The method of protecting an electrode according to. 7. An electrode film made of aluminum, tantalum, or titanium is formed on a piezoelectric ceramic substrate by vapor deposition or sputtering, and a treatment for imparting adhesiveness is performed, and then polyparaxylylene or a polyparaxylylene derivative thereof is prepared by a vapor phase synthesis method. A resin film made of a derivative is formed , and then the resin
A method for protecting an electrode , further comprising subjecting an oil film to plasma treatment . 8. An electrode film made of aluminum, tantalum or titanium is formed on a piezoelectric ceramic substrate,
After performing a treatment for imparting adhesiveness, a resin coating film made of polyparaxylylene or a derivative thereof is formed by a vapor phase synthesis method, and then a plasma treatment is applied to the resin coating method. . 9. A polyparaxylylene or a derivative thereof formed by a vapor phase synthesis method after performing an electrode film made of aluminum, tantalum or titanium on a piezoelectric ceramic substrate by vapor deposition or sputtering and a treatment for imparting adhesiveness. the resin coating of possess in this order, the tree
A piezoelectric ceramic element characterized by being subjected to plasma treatment after forming an oil film . 10. A resin film made of polyparaxylylene or a derivative thereof formed on a piezoelectric ceramic substrate by an electrode film made of aluminum, tantalum or titanium and a treatment for imparting adhesiveness and then formed by a vapor phase synthesis method. And the resin coating is subjected to a plasma treatment. 11. The resin coating has a thickness of 1.0 to 10 μm.

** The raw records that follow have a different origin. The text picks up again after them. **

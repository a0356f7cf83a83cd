// Static copy for the landing page sections, plus the small style strings
// derived from primitive state.

use crate::constants::GLOW_RADIUS_PX;
use glam::Vec2;

pub const HERO_TITLE: &str = "PromptShield AI";
pub const HERO_SUBTITLE: &str = "Securing AI Conversations";
pub const TAGLINE: &str = "Your AI firewall \u{2014} Detect. Defend. Deliver Safe Prompts.";
pub const HERO_CTA: &str = "Get Started";
pub const SCROLL_HINT: &str = "Scroll";

// 3D background: a Spline scene rendered by the `spline-viewer` custom
// element, which index.html registers by loading SCENE_VIEWER_SCRIPT.
pub const BACKGROUND_SCENE_URL: &str =
    "https://prod.spline.design/DtQLjBkD1UpownGS/scene.splinecode";
pub const SCENE_VIEWER_TAG: &str = "spline-viewer";
pub const SCENE_VIEWER_SCRIPT: &str =
    "https://unpkg.com/@splinetool/viewer/build/spline-viewer.js";

// Inline icons (lucide outlines), drawn with currentColor.
pub const SHIELD_ICON_SVG: &str = r#"<svg xmlns="http://www.w3.org/2000/svg" width="28" height="28" viewBox="0 0 24 24" fill="none" stroke="currentColor" stroke-width="2" stroke-linecap="round" stroke-linejoin="round"><path d="M20 13c0 5-3.5 7.5-7.66 8.95a1 1 0 0 1-.67-.01C7.5 20.5 4 18 4 13V6a1 1 0 0 1 1-1c2 0 4.5-1.2 6.24-2.72a1.17 1.17 0 0 1 1.52 0C14.51 3.81 17 5 19 5a1 1 0 0 1 1 1z"/><path d="m9 12 2 2 4-4"/></svg>"#;
pub const ARROW_DOWN_ICON_SVG: &str = r#"<svg xmlns="http://www.w3.org/2000/svg" width="20" height="20" viewBox="0 0 24 24" fill="none" stroke="currentColor" stroke-width="2" stroke-linecap="round" stroke-linejoin="round"><path d="M12 5v14"/><path d="m19 12-7 7-7-7"/></svg>"#;

pub struct Feature {
    pub label: &'static str,
}

pub const ABOUT_TITLE: &str = "Built for AI Safety";
pub const ABOUT_BODY: &str = "PromptShield AI filters harmful or jailbreak prompts before they reach AI agents like ChatGPT or Gemini. Combining rule-based and ML detection, it ensures ethical and secure AI communication.";
pub const ABOUT_FEATURES: [Feature; 3] = [
    Feature {
        label: "Dual Security Layers",
    },
    Feature {
        label: "ML-Powered Detection",
    },
    Feature {
        label: "API Middleware Integration",
    },
];

/// One stage of the architecture diagram and its hover tooltip.
pub struct PipelineStep {
    pub label: &'static str,
    pub detail: &'static str,
}

pub const PIPELINE: [PipelineStep; 6] = [
    PipelineStep {
        label: "Prompt Intake",
        detail: "Receives prompts from apps or chat interfaces.",
    },
    PipelineStep {
        label: "NLP Pre-processing",
        detail: "Cleans, normalizes, and tokenizes input for analysis.",
    },
    PipelineStep {
        label: "Rule-Based Detection",
        detail: "Fast patterns catch obvious jailbreaks and unsafe instructions.",
    },
    PipelineStep {
        label: "ML Detection",
        detail: "Classifier scores nuanced risks based on learned signals.",
    },
    PipelineStep {
        label: "Decision Engine",
        detail: "Combines signals to allow, block, or request clarification.",
    },
    PipelineStep {
        label: "Dashboard",
        detail: "Monitor incidents, adjust rules, and export reports.",
    },
];

pub const TECH_STACK: [&str; 4] = ["React", "Node", "Python", "MongoDB"];
pub const TECH_FLOW_NOTE: &str =
    "Animated data flow connects UI \u{2192} middleware \u{2192} ML scoring service.";

pub const PROS: [&str; 3] = ["AI Safety", "Multi-Model Protection", "Scalable Middleware"];
pub const CONS: [&str; 3] = [
    "Dataset Dependency",
    "False Positives Risk",
    "Model Maintenance Required",
];

pub struct Member {
    pub name: &'static str,
    pub role: &'static str,
    pub id: &'static str,
}

pub const TEAM: [Member; 3] = [
    Member {
        name: "Ava Flux",
        role: "Product Lead",
        id: "CMS-PS001",
    },
    Member {
        name: "Noah Cipher",
        role: "ML Engineer",
        id: "CMS-PS002",
    },
    Member {
        name: "Kai Vector",
        role: "Security Researcher",
        id: "CMS-PS003",
    },
];

pub const FOOTER: &str = "\u{a9} 2025 PromptShield AI \u{2014} Powered by flames.blue";

/// Section anchors in page order, with heading and optional subtitle.
pub const SECTIONS: [(&str, &str, Option<&str>); 5] = [
    ("about", ABOUT_TITLE, None),
    (
        "architecture",
        "Architecture Flow",
        Some("Interactive pipeline with dual-layer protection"),
    ),
    (
        "tech",
        "Tech Stack",
        Some("Connected frontends, backends, and ML services"),
    ),
    ("pros", "Pros & Cons", None),
    (
        "team",
        "The Team",
        Some("Holographic profiles with roles and IDs"),
    ),
];

/// Hero background following the pointer (section-local pixels).
pub fn hero_glow_gradient(pos: Vec2) -> String {
    format!(
        "radial-gradient({}px circle at {}px {}px, rgba(56,189,248,0.18), transparent 60%)",
        GLOW_RADIUS_PX, pos.x, pos.y
    )
}

/// Empty titles still need to occupy a line while the text types in.
pub fn title_or_placeholder(revealed: &str) -> &str {
    if revealed.is_empty() {
        "\u{a0}"
    } else {
        revealed
    }
}
pub mod config;
pub mod driver;
pub mod gateway;
pub mod marker;
pub mod models;
pub mod reconcile;

pub use config::{ConfigError, ConfigSource, FileConfigSource, Rule, RuleSet};
pub use gateway::PullRequestGateway;
pub use reconcile::{Decision, LabelAction, reconcile};

#[derive(Debug, thiserror::Error)]
pub enum Error {
    #[error(transparent)]
    Config(#[from] ConfigError),
    #[error("Error in repository reference {0}")]
    RepositoryReferenceInvalid(String),
}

11. The piezoelectric ceramic element according to claim 1, wherein the piezoelectric ceramic element is m. 12. The resin coating has a thickness of 1.0 to 10 μm.
The method for protecting an electrode according to any one of claims 3 to 8 , wherein m is m. 13. The piezoelectric ceramic substrate is lead zirconate titanate, as claimed in claim 1,
11. The piezoelectric ceramic element according to any one of 9 and 10 . 14. The method of claim 3 to 8 wherein the piezoelectric ceramic substrate is characterized in that it is a lead zirconate titanate
The method for protecting an electrode according to any one of 1.